With fuel costs soaring, officials at the University of Maine and Red Shield Environmental LLC said at a press conference Tuesday that it’s a perfect time to kick off their partnership to build a pilot plant for ethanol production at the Old Town pulp mill.

The two announced last week that the U.S. Department of Energy had awarded RSE Pulp & Chemical, a subsidiary of Red Shield Environmental, a $30 million grant — the largest research and development grant in Maine’s history — to take UM’s research out of the lab and apply it full scale at Red Shield.

In doing so, Red Shield, formerly the Georgia-Pacific Corp. paper mill, and UM are adding to Old Town’s efforts to diversify the city’s economy while solidifying relationships with UM and serving as a national leader in the forest products industry.

“I’m very excited about what’s going on here today,” Jack Cashman, Gov. John Baldacci’s senior policy adviser, said Tuesday. “This is a state that has led the country in forest products development for a long time.”

He, along with officials from Red Shield and the university, representatives from U.S. Sens. Olympia Snowe and Susan Collins’ offices and U.S. Rep. Michael Michaud, who worked to secure the funding, were on hand Tuesday at a formal announcement of the funding at UM’s Buchanan Alumni House.

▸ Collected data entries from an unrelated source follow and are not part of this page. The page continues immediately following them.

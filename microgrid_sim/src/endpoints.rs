// src/endpoints.rs — passive actuator endpoints
//
// Contract: one acknowledgment back to the controller per received frame,
// regardless of content. The endpoint interprets nothing; it only mirrors
// the sequence number of a sequenced payload.

use crate::net::Port;
use grid_protocol::{AckMessage, CONTROLLER_ADDR, Frame, NodeAddress};
use tokio::sync::mpsc;
use tokio::task::JoinHandle;
use tracing::{info, warn};

pub fn spawn(
    name: &'static str,
    addr: NodeAddress,
    uplink: Port,
    mut rx: mpsc::Receiver<Frame>,
) -> JoinHandle<()> {
    tokio::spawn(async move {
        while let Some(frame) = rx.recv().await {
            info!(
                node = name,
                kind = ?frame.header.kind,
                from = %frame.header.src,
                "endpoint: frame received"
            );
            let ack = Frame::ack(addr, CONTROLLER_ADDR, AckMessage::echoing(frame.payload.seq()));
            if uplink.send(ack).await.is_err() {
                warn!(node = name, "endpoint: uplink closed, stopping");
                break;
            }
        }
    })
}

// ================================ Tests =====================================

#[cfg(test)]
mod tests {
    use super::*;
    use grid_protocol::{
        ATTACKER_ADDR, ControlMessage, DER_ADDR, Directive, FrameKind, FramePayload,
    };

    #[tokio::test]
    async fn every_frame_gets_exactly_one_ack_echoing_its_seq() {
        let (up_tx, mut up_rx) = mpsc::channel(8);
        let (in_tx, in_rx) = mpsc::channel(8);
        let _task = spawn("der", DER_ADDR, up_tx, in_rx);

        let cmd = Frame::control(
            CONTROLLER_ADDR,
            DER_ADDR,
            ControlMessage::new(5, Directive::Decrease, 1.5),
        );
        in_tx.send(cmd).await.unwrap();

        let ack = up_rx.recv().await.unwrap();
        assert_eq!(ack.header.kind, FrameKind::Ack);
        assert_eq!(ack.header.src, DER_ADDR);
        assert_eq!(ack.header.dst, CONTROLLER_ADDR);
        match ack.payload {
            FramePayload::Ack(a) => assert_eq!(a.acked_seq, Some(5)),
            other => panic!("expected ack payload, got {other:?}"),
        }
        assert!(up_rx.try_recv().is_err());
    }

    #[tokio::test]
    async fn junk_is_acked_without_a_sequence() {
        let (up_tx, mut up_rx) = mpsc::channel(8);
        let (in_tx, in_rx) = mpsc::channel(8);
        let _task = spawn("load", grid_protocol::LOAD_ADDR, up_tx, in_rx);

        in_tx
            .send(Frame::junk(ATTACKER_ADDR, grid_protocol::LOAD_ADDR, "noise"))
            .await
            .unwrap();

        let ack = up_rx.recv().await.unwrap();
        match ack.payload {
            FramePayload::Ack(a) => assert_eq!(a.acked_seq, None),
            other => panic!("expected ack payload, got {other:?}"),
        }
    }

    #[tokio::test]
    async fn duplicate_deliveries_are_acked_each_time() {
        // at-least-once transport: the endpoint does not deduplicate
        let (up_tx, mut up_rx) = mpsc::channel(8);
        let (in_tx, in_rx) = mpsc::channel(8);
        let _task = spawn("der", DER_ADDR, up_tx, in_rx);

        let cmd = Frame::control(
            CONTROLLER_ADDR,
            DER_ADDR,
            ControlMessage::new(7, Directive::Increase, 2.0),
        );
        in_tx.send(cmd.clone()).await.unwrap();
        in_tx.send(cmd).await.unwrap();

        for _ in 0..2 {
            let ack = up_rx.recv().await.unwrap();
            match ack.payload {
                FramePayload::Ack(a) => assert_eq!(a.acked_seq, Some(7)),
                other => panic!("expected ack payload, got {other:?}"),
            }
        }
        assert!(up_rx.try_recv().is_err());
    }
}
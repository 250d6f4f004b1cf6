// src/controller/pid.rs
//
// Per-instance PID state. The integral term accumulates without anti-windup;
// known limitation, kept on purpose.

#[derive(Debug, Clone)]
pub struct PidState {
    setpoint: f64,
    kp: f64,
    ki: f64,
    kd: f64,
    dt_s: f64,
    last_error: f64,
    integral: f64,
}

impl PidState {
    pub fn new(setpoint: f64, kp: f64, ki: f64, kd: f64, dt_s: f64) -> Self {
        Self {
            setpoint,
            kp,
            ki,
            kd,
            dt_s,
            last_error: 0.0,
            integral: 0.0,
        }
    }

    /// One measurement cycle: returns (control output, error).
    pub fn update(&mut self, measured: f64) -> (f64, f64) {
        let error = self.setpoint - measured;
        self.integral += error * self.dt_s;
        let derivative = (error - self.last_error) / self.dt_s;
        let output = self.kp * error + self.ki * self.integral + self.kd * derivative;
        self.last_error = error;
        (output, error)
    }
}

Cashman worked to get the mill back up and running when G-P announced in 2006 that it was closing the facility. He said Maine’s forestry industry has experienced some problems in recent years, but that it’s time for the state again to be a leader in the pulp and paper sector.

“We have the best wood fiber in the world here. We have the best work force in the world here,” Cashman said. “I see a rebirth in this state in the forest products industry led by the University of Maine.”

The process of making ethanol from wood byproducts is said to have significant technical and commercial advantages over competing technologies because ethanol and other chemicals can be extracted from wood chips using existing pulp facility infrastructures.

In addition, the process requires far less fossil energy to create than corn ethanol and only a fraction of what’s used to make gasoline.

“The process that’s going to be implemented in Old Town doesn’t put any more strain on the wood basket,” Cashman said.

Red Shield applied for the grant last August and was one of three companies nationwide to receive the grant funds from the Department of Energy for ethanol projects. Projects in Vonore, Tenn., and Washington County, Ky., also were funded.

The first phase of Red Shield’s project is being funded by a $10 million research grant that previously was awarded to the university. Red Shield also received a $500,000 grant in February from the Maine Technology Institute to support the development of the extraction process.

UM President Robert Kennedy expressed enthusiasm about the project Tuesday.

“We are on the leading edge of this research — in fact, I believe that with this project, we are creating the cutting edge,” Kennedy said. “As a lifelong educator, I can’t help but think of the impact of a project like this on students and the educational process.”